| Exercise aim |
Below is a block of entries; repeat exactly the lines starting at the line that contains "pub mod models;" and ending at the line that contains "pub use models::*;", both included.
::: Data to examine
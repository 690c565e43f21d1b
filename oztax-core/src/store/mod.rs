//! The seam between the pure calculation core and the external
//! record-keeping collaborator.
//!
//! The application that owns persistence implements [`HouseholdStore`]; the
//! core ships [`MemoryStore`] for tests and in-process use. The one write
//! operation, [`HouseholdStore::close_year`], appends a carry-forward record
//! for a member/year at most once — closing an already-closed year is an
//! error, never an upsert.

mod memory;

use async_trait::async_trait;
use thiserror::Error;

use crate::models::{
    CarryForwardRecord, ContributionRecord, DeductionRecord, FinancialYear, IncomeRecord, PersonId,
};

pub use memory::MemoryStore;

#[derive(Debug, Error, Clone, PartialEq, Eq)]
pub enum StoreError {
    #[error("no records for {person} in {financial_year}")]
    NotFound {
        person: PersonId,
        financial_year: FinancialYear,
    },

    /// A carry-forward record for this member/year already exists. The old
    /// record must be explicitly superseded before the year can be closed
    /// again.
    #[error("{member} already has a closed record for {financial_year}")]
    AlreadyClosed {
        member: PersonId,
        financial_year: FinancialYear,
    },

    #[error("store backend error: {0}")]
    Backend(String),
}

#[async_trait]
pub trait HouseholdStore: Send + Sync {
    /// Income records for one person and year.
    async fn income_records(
        &self,
        person: &PersonId,
        financial_year: &FinancialYear,
    ) -> Result<Vec<IncomeRecord>, StoreError>;

    /// Deduction records for one person and year.
    async fn deduction_records(
        &self,
        person: &PersonId,
        financial_year: &FinancialYear,
    ) -> Result<Vec<DeductionRecord>, StoreError>;

    /// Contribution records for one member and year.
    async fn contribution_records(
        &self,
        member: &PersonId,
        financial_year: &FinancialYear,
    ) -> Result<Vec<ContributionRecord>, StoreError>;

    /// Carry-forward records for the `window_years` financial years strictly
    /// before `before`, most recent last.
    async fn carry_forward_history(
        &self,
        member: &PersonId,
        before: &FinancialYear,
        window_years: i32,
    ) -> Result<Vec<CarryForwardRecord>, StoreError>;

    /// Appends a year-end carry-forward record.
    ///
    /// # Errors
    ///
    /// [`StoreError::AlreadyClosed`] when a record for the member/year
    /// already exists.
    async fn close_year(
        &self,
        record: CarryForwardRecord,
    ) -> Result<(), StoreError>;
}
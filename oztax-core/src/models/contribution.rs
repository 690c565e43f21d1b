use chrono::NaiveDate;
use rust_decimal::Decimal;
use serde::{Deserialize, Serialize};

use crate::models::{FinancialYear, PersonId};

/// Statutory superannuation contribution categories, each with its own annual
/// cap.
#[derive(
    Debug, Clone, Copy, PartialEq, Eq, PartialOrd, Ord, Hash, Serialize, Deserialize,
)]
#[serde(rename_all = "snake_case")]
pub enum ContributionType {
    Concessional,
    NonConcessional,
}

impl ContributionType {
    pub fn as_str(&self) -> &'static str {
        match self {
            Self::Concessional => "concessional",
            Self::NonConcessional => "non_concessional",
        }
    }
}

#[derive(Debug, Clone, PartialEq, Eq, Serialize, Deserialize)]
pub struct ContributionRecord {
    pub member: PersonId,
    pub financial_year: FinancialYear,
    pub contribution_type: ContributionType,
    pub amount: Decimal,
    pub date: NaiveDate,
}

/// Concessional cap usage for one member and year, written once when the year
/// is closed and never mutated afterward. The carry-forward engine reads up
/// to five of these per lookup.
#[derive(Debug, Clone, PartialEq, Eq, Serialize, Deserialize)]
pub struct CarryForwardRecord {
    pub member: PersonId,
    pub financial_year: FinancialYear,
    pub concessional_cap: Decimal,
    pub concessional_used: Decimal,
    /// `max(0, cap - used)` at close time.
    pub unused_amount: Decimal,
    pub total_super_balance_at_year_end: Decimal,
    pub eligible_for_carry_forward: bool,
}
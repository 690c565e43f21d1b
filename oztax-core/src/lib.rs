//! Household tax and superannuation calculation core.
//!
//! Pure, deterministic computation of Australian personal income tax,
//! Medicare levy and surcharge, HELP loan repayment, franking offsets and
//! superannuation contribution-cap tracking with five-year concessional
//! carry-forward. Record persistence is the caller's concern, behind the
//! [`HouseholdStore`] seam.

pub mod calculations;
pub mod engine;
pub mod models;
pub mod rates;
pub mod store;
pub mod validate;

pub use calculations::{
    AssessmentFlags, CapUsage, CarryForwardAvailability, ContributionSummary, TaxAssessment,
};
pub use engine::{EngineError, TaxEngine};
pub use models::*;
pub use rates::{RateStoreError, RateTableStore, RatesLookup};
pub use store::{HouseholdStore, MemoryStore, StoreError};
pub use validate::RecordError;
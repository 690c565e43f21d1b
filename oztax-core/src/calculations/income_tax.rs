//! Marginal income tax from a bracket schedule.
//!
//! ATO schedules publish each bracket as "tax on income over `min - 1`", so
//! `min_income` is the first dollar taxed at the bracket's marginal rate and
//! the marginal amount is `income - min + 1`. Getting this offset wrong is
//! the classic bracket bug, so every boundary is tested on both sides.

use rust_decimal::Decimal;
use thiserror::Error;

use crate::models::TaxBracket;

#[derive(Debug, Error, Clone, PartialEq, Eq)]
pub enum BracketError {
    #[error("no tax brackets provided")]
    Empty,

    #[error("no tax bracket covers income {0}")]
    NoMatchingBracket(Decimal),
}

/// The unique bracket containing `income`.
///
/// Incomes at or below zero resolve to the first bracket, which is where a
/// zero marginal rate lives in every published schedule.
pub fn bracket_for<'a>(
    income: Decimal,
    brackets: &'a [TaxBracket],
) -> Result<&'a TaxBracket, BracketError> {
    if brackets.is_empty() {
        return Err(BracketError::Empty);
    }
    if income <= Decimal::ZERO {
        return Ok(&brackets[0]);
    }

    brackets
        .iter()
        .find(|b| {
            income >= b.min_income
                && b.max_income.map_or(true, |max| income <= max)
        })
        .ok_or(BracketError::NoMatchingBracket(income))
}

/// Marginal income tax on `taxable_income`.
///
/// Result is `base_tax + rate * (income - min_income + 1)` for the matching
/// bracket, zero for incomes at or below zero. Always non-negative and
/// monotonically non-decreasing in income for a well-formed schedule.
///
/// # Example
///
/// 2024-25 resident rates: income of exactly 45,000 sits in the 16% bracket
/// (18,201 – 45,000) and owes 4,288; the next dollar is taxed at 30%.
pub fn income_tax(
    taxable_income: Decimal,
    brackets: &[TaxBracket],
) -> Result<Decimal, BracketError> {
    if brackets.is_empty() {
        return Err(BracketError::Empty);
    }
    if taxable_income <= Decimal::ZERO {
        return Ok(Decimal::ZERO);
    }

    let bracket = bracket_for(taxable_income, brackets)?;
    let marginal = taxable_income - bracket.min_income + Decimal::ONE;
    Ok(bracket.base_tax + bracket.rate * marginal)
}

/// Human-readable range label for a bracket, e.g. `"$18,201 - $45,000"` or
/// `"$190,001+"` for the open-ended top bracket.
pub fn bracket_label(bracket: &TaxBracket) -> String {
    match bracket.max_income {
        Some(max) => format!(
            "${} - ${}",
            group_thousands(bracket.min_income),
            group_thousands(max)
        ),
        None => format!("${}+", group_thousands(bracket.min_income)),
    }
}

fn group_thousands(value: Decimal) -> String {
    let raw = value.normalize().to_string();
    let (whole, frac) = match raw.split_once('.') {
        Some((w, f)) => (w, Some(f)),
        None => (raw.as_str(), None),
    };

    let mut grouped = String::new();
    let digits: Vec<char> = whole.chars().collect();
    for (i, c) in digits.iter().enumerate() {
        if i > 0 && (digits.len() - i) % 3 == 0 && *c != '-' {
            grouped.push(',');
        }
        grouped.push(*c);
    }

    match frac {
        Some(f) => format!("{grouped}.{f}"),
        None => grouped,
    }
}

#[cfg(test)]
mod tests {
    use pretty_assertions::assert_eq;
    use rust_decimal_macros::dec;

    use super::*;

    /// 2024-25 resident schedule.
    fn brackets_2024_25() -> Vec<TaxBracket> {
        vec![
            TaxBracket {
                min_income: dec!(0),
                max_income: Some(dec!(18200)),
                rate: dec!(0),
                base_tax: dec!(0),
            },
            TaxBracket {
                min_income: dec!(18201),
                max_income: Some(dec!(45000)),
                rate: dec!(0.16),
                base_tax: dec!(0),
            },
            TaxBracket {
                min_income: dec!(45001),
                max_income: Some(dec!(135000)),
                rate: dec!(0.30),
                base_tax: dec!(4288),
            },
            TaxBracket {
                min_income: dec!(135001),
                max_income: Some(dec!(190000)),
                rate: dec!(0.37),
                base_tax: dec!(31288),
            },
            TaxBracket {
                min_income: dec!(190001),
                max_income: None,
                rate: dec!(0.45),
                base_tax: dec!(51638),
            },
        ]
    }

    #[test]
    fn zero_income_owes_nothing() {
        let brackets = brackets_2024_25();

        assert_eq!(income_tax(dec!(0), &brackets), Ok(dec!(0)));
    }

    #[test]
    fn tax_free_threshold_owes_nothing() {
        let brackets = brackets_2024_25();

        assert_eq!(income_tax(dec!(18200), &brackets), Ok(dec!(0)));
    }

    #[test]
    fn first_dollar_over_threshold_is_taxed() {
        let brackets = brackets_2024_25();

        // 18,201 is the first dollar at 16%.
        assert_eq!(income_tax(dec!(18201), &brackets), Ok(dec!(0.16)));
    }

    #[test]
    fn income_at_bracket_max_stays_in_bracket() {
        let brackets = brackets_2024_25();

        // 45,000 is still in the 16% bracket: 16% of 26,800 = 4,288.
        assert_eq!(income_tax(dec!(45000), &brackets), Ok(dec!(4288.00)));
    }

    #[test]
    fn income_one_over_bracket_max_moves_up() {
        let brackets = brackets_2024_25();

        // 45,001 is the first dollar at 30%.
        assert_eq!(income_tax(dec!(45001), &brackets), Ok(dec!(4288.30)));
    }

    #[test]
    fn middle_bracket_matches_published_schedule() {
        let brackets = brackets_2024_25();

        // 4,288 + 30% of 90,000
        assert_eq!(income_tax(dec!(135000), &brackets), Ok(dec!(31288.00)));
    }

    #[test]
    fn top_bracket_is_unbounded() {
        let brackets = brackets_2024_25();

        // 51,638 + 45% of 110,000
        assert_eq!(income_tax(dec!(300000), &brackets), Ok(dec!(101138.00)));
    }

    #[test]
    fn tax_is_monotonic_across_every_boundary() {
        let brackets = brackets_2024_25();
        let boundaries = [dec!(18200), dec!(45000), dec!(135000), dec!(190000)];

        for max in boundaries {
            let at = income_tax(max, &brackets).unwrap();
            let over = income_tax(max + Decimal::ONE, &brackets).unwrap();

            assert!(over > at, "tax must increase crossing {max}");
        }
    }

    #[test]
    fn empty_brackets_is_an_error() {
        assert_eq!(income_tax(dec!(50000), &[]), Err(BracketError::Empty));
    }

    #[test]
    fn bracket_for_zero_income_is_first_bracket() {
        let brackets = brackets_2024_25();

        let bracket = bracket_for(dec!(0), &brackets).unwrap();

        assert_eq!(bracket.rate, dec!(0));
    }

    #[test]
    fn labels_render_ranges() {
        let brackets = brackets_2024_25();

        assert_eq!(bracket_label(&brackets[1]), "$18,201 - $45,000");
        assert_eq!(bracket_label(&brackets[4]), "$190,001+");
    }
}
::::::
| Output of the task |
pub mod models;
pub mod rates;
pub mod store;
pub mod validate;

pub use calculations::{
    AssessmentFlags, CapUsage, CarryForwardAvailability, ContributionSummary, TaxAssessment,
};
pub use engine::{EngineError, TaxEngine};
pub use models::*;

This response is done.